(DATA UNDER STUDY begins)

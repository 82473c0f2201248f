//! Axis-aligned bounds using glam types
//!
//! Engine-side bounding boxes. Rapier's own `Aabb` (nalgebra points) is only
//! used at the physics boundary and converted through `From`.

use glam::Vec3;
use rapier3d::parry::bounding_volume::Aabb as ParryAabb;

/// Axis-Aligned Bounding Box using glam types
///
/// Represents a box aligned to the world coordinate axes. All corners are axis-aligned,
/// making intersection tests simple min/max comparisons.
#[derive(Clone, Copy, Debug, PartialEq)]
pub struct Aabb {
    /// Minimum corner of the bounding box
    pub min: Vec3,
    /// Maximum corner of the bounding box
    pub max: Vec3,
}

impl Aabb {
    /// Create a new AABB from min and max corners
    ///
    /// # Arguments
    /// * `min` - Minimum corner (smallest x, y, z values)
    /// * `max` - Maximum corner (largest x, y, z values)
    pub fn new(min: Vec3, max: Vec3) -> Self {
        Self { min, max }
    }

    /// Create an AABB from its center and half extents
    pub fn from_center_half_extents(center: Vec3, half_extents: Vec3) -> Self {
        Self {
            min: center - half_extents,
            max: center + half_extents,
        }
    }

    /// Smallest AABB containing both points, in any order
    pub fn spanning(a: Vec3, b: Vec3) -> Self {
        Self {
            min: a.min(b),
            max: a.max(b),
        }
    }

    /// Grow the box outwards by `amount` on every side
    pub fn expanded(&self, amount: Vec3) -> Self {
        Self {
            min: self.min - amount,
            max: self.max + amount,
        }
    }

    /// Test intersection with another AABB
    ///
    /// # Returns
    /// `true` if the AABBs overlap (including touching at edges/faces)
    pub fn intersects(&self, other: &Aabb) -> bool {
        self.min.x <= other.max.x
            && self.max.x >= other.min.x
            && self.min.y <= other.max.y
            && self.max.y >= other.min.y
            && self.min.z <= other.max.z
            && self.max.z >= other.min.z
    }

    /// Calculate the center point of the AABB
    pub fn center(&self) -> Vec3 {
        (self.min + self.max) * 0.5
    }

    /// Calculate the half-size (half-extents) of the AABB
    pub fn half_size(&self) -> Vec3 {
        (self.max - self.min) * 0.5
    }
}

impl From<ParryAabb> for Aabb {
    fn from(aabb: ParryAabb) -> Self {
        Self {
            min: Vec3::new(aabb.mins.x, aabb.mins.y, aabb.mins.z),
            max: Vec3::new(aabb.maxs.x, aabb.maxs.y, aabb.maxs.z),
        }
    }
}
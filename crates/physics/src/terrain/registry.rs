//! Section registry
//!
//! Single source of truth for which sections exist and in which state. Next
//! to the section map it keeps explicit indices so a step never rescans the
//! whole registry:
//!
//! - `dirty`: sections in `Snapshot` state awaiting synthesis
//! - `unrequested`: `Pending` sections with no request in flight
//! - `by_collider`: owner of every collider the registry holds

use super::layer::LayerKey;
use super::section::{Layers, Section, SectionCoord, SectionState, Ticket};
use super::snapshot::VoxelSnapshot;
use crate::error::SnapshotError;
use rapier3d::prelude::ColliderHandle;
use std::collections::{HashMap, HashSet};
use std::sync::Arc;

/// What happened to a snapshot delivery
#[derive(Debug, Clone, Copy, PartialEq, Eq)]
pub enum Delivery {
    /// Stored; the section awaits synthesis
    Stored,
    /// The fetch failed; the section will be requested again
    Failed,
    /// The section is gone or no longer waits on this ticket
    Stale,
}

/// Number of sections in each state
#[derive(Debug, Clone, Copy, Default, PartialEq, Eq)]
pub struct StateCounts {
    pub pending: usize,
    pub in_flight: usize,
    pub snapshot: usize,
    pub built: usize,
    pub retiring: usize,
}

#[derive(Debug, Default)]
pub struct SectionRegistry {
    sections: HashMap<SectionCoord, Section>,
    dirty: HashSet<SectionCoord>,
    unrequested: HashSet<SectionCoord>,
    by_collider: HashMap<ColliderHandle, (SectionCoord, LayerKey)>,
    next_ticket: u64,
}

impl SectionRegistry {
    pub fn new() -> Self {
        Self::default()
    }

    pub fn get(&self, coord: SectionCoord) -> Option<&Section> {
        self.sections.get(&coord)
    }

    pub fn get_mut(&mut self, coord: SectionCoord) -> Option<&mut Section> {
        self.sections.get_mut(&coord)
    }

    pub fn contains(&self, coord: SectionCoord) -> bool {
        self.sections.contains_key(&coord)
    }

    pub fn len(&self) -> usize {
        self.sections.len()
    }

    pub fn is_empty(&self) -> bool {
        self.sections.is_empty()
    }

    pub fn coords(&self) -> impl Iterator<Item = SectionCoord> + '_ {
        self.sections.keys().copied()
    }

    /// Add a section that still needs its voxel data
    pub fn insert_pending(&mut self, coord: SectionCoord) {
        self.sections.insert(coord, Section::pending());
        self.unrequested.insert(coord);
    }

    /// Add a section that permanently holds no collision
    pub fn insert_empty(&mut self, coord: SectionCoord) {
        self.sections.insert(coord, Section::empty());
    }

    /// `Pending` sections without a request in flight
    pub fn unrequested(&self) -> impl Iterator<Item = SectionCoord> + '_ {
        self.unrequested.iter().copied()
    }

    /// Mark a pending section as requested and return the ticket to send
    ///
    /// Returns `None` if the section is not pending or already has a request
    /// in flight.
    pub fn issue_ticket(&mut self, coord: SectionCoord) -> Option<Ticket> {
        let section = self.sections.get_mut(&coord)?;
        let request = match &mut section.state {
            SectionState::Pending { request } if request.is_none() => request,
            _ => return None,
        };

        self.next_ticket += 1;
        let ticket = Ticket(self.next_ticket);
        *request = Some(ticket);
        self.unrequested.remove(&coord);
        Some(ticket)
    }

    /// Apply the result of a snapshot request
    pub fn accept(
        &mut self,
        coord: SectionCoord,
        ticket: Ticket,
        result: Result<VoxelSnapshot, SnapshotError>,
    ) -> Delivery {
        let Some(section) = self.sections.get_mut(&coord) else {
            return Delivery::Stale;
        };
        if !matches!(section.state, SectionState::Pending { request: Some(t) } if t == ticket) {
            return Delivery::Stale;
        }

        match result {
            Ok(snapshot) => {
                section.state = SectionState::Snapshot(Arc::new(snapshot));
                self.dirty.insert(coord);
                Delivery::Stored
            }
            Err(_) => {
                section.state = SectionState::Pending { request: None };
                self.unrequested.insert(coord);
                Delivery::Failed
            }
        }
    }

    /// Drain the sections awaiting synthesis, in coordinate order
    pub fn take_dirty(&mut self) -> Vec<(SectionCoord, Arc<VoxelSnapshot>)> {
        let mut ready: Vec<_> = self
            .dirty
            .drain()
            .filter_map(|coord| match &self.sections.get(&coord)?.state {
                SectionState::Snapshot(snapshot) => Some((coord, Arc::clone(snapshot))),
                _ => None,
            })
            .collect();
        ready.sort_by_key(|(coord, _)| *coord);
        ready
    }

    /// Mark a section built with `layers`
    ///
    /// Returns the layers of the build it replaces, if any. The caller owns
    /// them and must release them.
    pub fn install(&mut self, coord: SectionCoord, layers: Layers) -> Option<Layers> {
        let section = self.sections.get_mut(&coord)?;
        self.dirty.remove(&coord);
        self.unrequested.remove(&coord);

        index_layers(&mut self.by_collider, coord, &layers);
        section.state = SectionState::Built(layers);

        let superseded = section.superseded.take()?;
        unindex_layers(&mut self.by_collider, &superseded);
        Some(superseded)
    }

    /// Send a section back to `Pending` because its voxels changed
    ///
    /// Built colliders stay live as the superseded build until the rebuild is
    /// installed. A request in flight is abandoned so its result is discarded.
    /// Returns whether the section exists.
    pub fn invalidate(&mut self, coord: SectionCoord) -> bool {
        let Some(section) = self.sections.get_mut(&coord) else {
            return false;
        };

        let previous = std::mem::replace(
            &mut section.state,
            SectionState::Pending { request: None },
        );
        if let SectionState::Built(layers) = previous {
            debug_assert!(section.superseded.is_none());
            if !layers.is_empty() {
                section.superseded = Some(layers);
            }
        }

        self.dirty.remove(&coord);
        self.unrequested.insert(coord);
        true
    }

    /// Remove a section from the registry and every index
    ///
    /// The returned section still owns its colliders and shape references.
    pub fn remove(&mut self, coord: SectionCoord) -> Option<Section> {
        let section = self.sections.remove(&coord)?;
        self.dirty.remove(&coord);
        self.unrequested.remove(&coord);

        if let SectionState::Built(layers) = &section.state {
            unindex_layers(&mut self.by_collider, layers);
        }
        if let Some(layers) = &section.superseded {
            unindex_layers(&mut self.by_collider, layers);
        }
        Some(section)
    }

    /// Remove every section, in coordinate order
    pub fn drain(&mut self) -> Vec<(SectionCoord, Section)> {
        self.dirty.clear();
        self.unrequested.clear();
        self.by_collider.clear();

        let mut sections: Vec<_> = self.sections.drain().collect();
        sections.sort_by_key(|(coord, _)| *coord);
        sections
    }

    /// Section and layer a collider belongs to
    pub fn owner_of(&self, collider: ColliderHandle) -> Option<(SectionCoord, LayerKey)> {
        self.by_collider.get(&collider).cloned()
    }

    /// Number of colliders the registry currently holds
    pub fn collider_count(&self) -> usize {
        self.by_collider.len()
    }

    pub fn state_counts(&self) -> StateCounts {
        let mut counts = StateCounts::default();
        for section in self.sections.values() {
            match section.state {
                SectionState::Pending { request: None } => counts.pending += 1,
                SectionState::Pending { request: Some(_) } => counts.in_flight += 1,
                SectionState::Snapshot(_) => counts.snapshot += 1,
                SectionState::Built(_) => counts.built += 1,
            }
            if section.retire_at.is_some() {
                counts.retiring += 1;
            }
        }
        counts
    }
}

fn index_layers(
    index: &mut HashMap<ColliderHandle, (SectionCoord, LayerKey)>,
    coord: SectionCoord,
    layers: &Layers,
) {
    for (key, group) in layers {
        for &handle in &group.colliders {
            index.insert(handle, (coord, key.clone()));
        }
    }
}

fn unindex_layers(index: &mut HashMap<ColliderHandle, (SectionCoord, LayerKey)>, layers: &Layers) {
    for group in layers.values() {
        for handle in &group.colliders {
            index.remove(handle);
        }
    }
}
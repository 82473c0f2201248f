//! Dynamic terrain collision for voxel worlds
//!
//! Collision geometry is generated on demand for the sections of the world
//! that active bodies may touch, and torn down again once nobody needs it.
//! The physics step never waits for voxel data: snapshots are fetched through
//! a host-supplied scheduler and picked up on a later step.
//!
//! # Architecture
//!
//! - [`ActiveBodyScanner`]: Computes the sections needed by active bodies each step
//! - [`SectionRegistry`]: Per-section state (`Pending`, `Snapshot`, `Built`) plus dirty and request indices
//! - [`SnapshotScheduler`]: Hook through which voxel data is requested, with inline, worker pool and deferred implementations
//! - [`CollisionSynthesizer`]: Turns a snapshot into one compound collider per layer
//! - [`LayerTable`]: Named layers with their materials, and the block kinds routed to them
//! - [`RetirementPolicy`]: Debounces destruction of sections that are no longer needed
//! - [`ShapeCache`]: Reference-counted baked cuboids shared across sections
//! - [`DynamicTerrain`]: Ties everything together behind `on_physics_step`
//!
//! # Usage
//!
//! ```ignore
//! use terrain_physics::terrain::{DynamicTerrain, WorkerPoolScheduler};
//!
//! let scheduler = WorkerPoolScheduler::new(world.clone(), 4)?;
//! let mut terrain = DynamicTerrain::new(world, scheduler, settings)?;
//!
//! // Each physics frame, before stepping
//! terrain.on_physics_step(&mut physics);
//! physics.step(dt);
//!
//! // At teardown
//! terrain.destroy(&mut physics);
//! ```

mod active_region;
mod collider;
mod dynamic;
mod layer;
mod registry;
mod retirement;
mod scheduler;
mod section;
mod shape_cache;
mod snapshot;
mod voxel;

pub use active_region::ActiveBodyScanner;
pub use collider::{CollisionSynthesizer, LayerPlan, Part, SectionPlan};
pub use dynamic::{DynamicTerrain, TerrainStats};
pub use layer::{LayerKey, LayerTable};
pub use registry::{Delivery, SectionRegistry, StateCounts};
pub use retirement::{Retirement, RetirementPolicy};
pub use scheduler::{
    fulfil, DeferredScheduler, InlineScheduler, RegionRequest, SectionRequest, SnapshotDelivery,
    SnapshotScheduler, SnapshotSink, WorkerPoolScheduler,
};
pub use section::{
    ColliderGroup, Layers, Section, SectionCoord, SectionState, Ticket, SECTION_SIZE,
    SECTION_VOLUME,
};
pub use shape_cache::{CompoundPart, ShapeCache, ShapeKey, ShapeRef, SHAPE_QUANTUM};
pub use snapshot::{is_section_local, voxel_index, voxel_local, VoxelSnapshot};
pub use voxel::{BlockKind, Matter, Voxel, VoxelBox, VoxelShape, VoxelWorld};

(DATA UNDER STUDY ends)

WHAT THE TASK REQUIRES
Each line of the entries above that includes the string "side" should be copied out.

ANSWER SECTION
//! Engine-side bounding boxes. Rapier's own `Aabb` (nalgebra points) is only
    /// Grow the box outwards by `amount` on every side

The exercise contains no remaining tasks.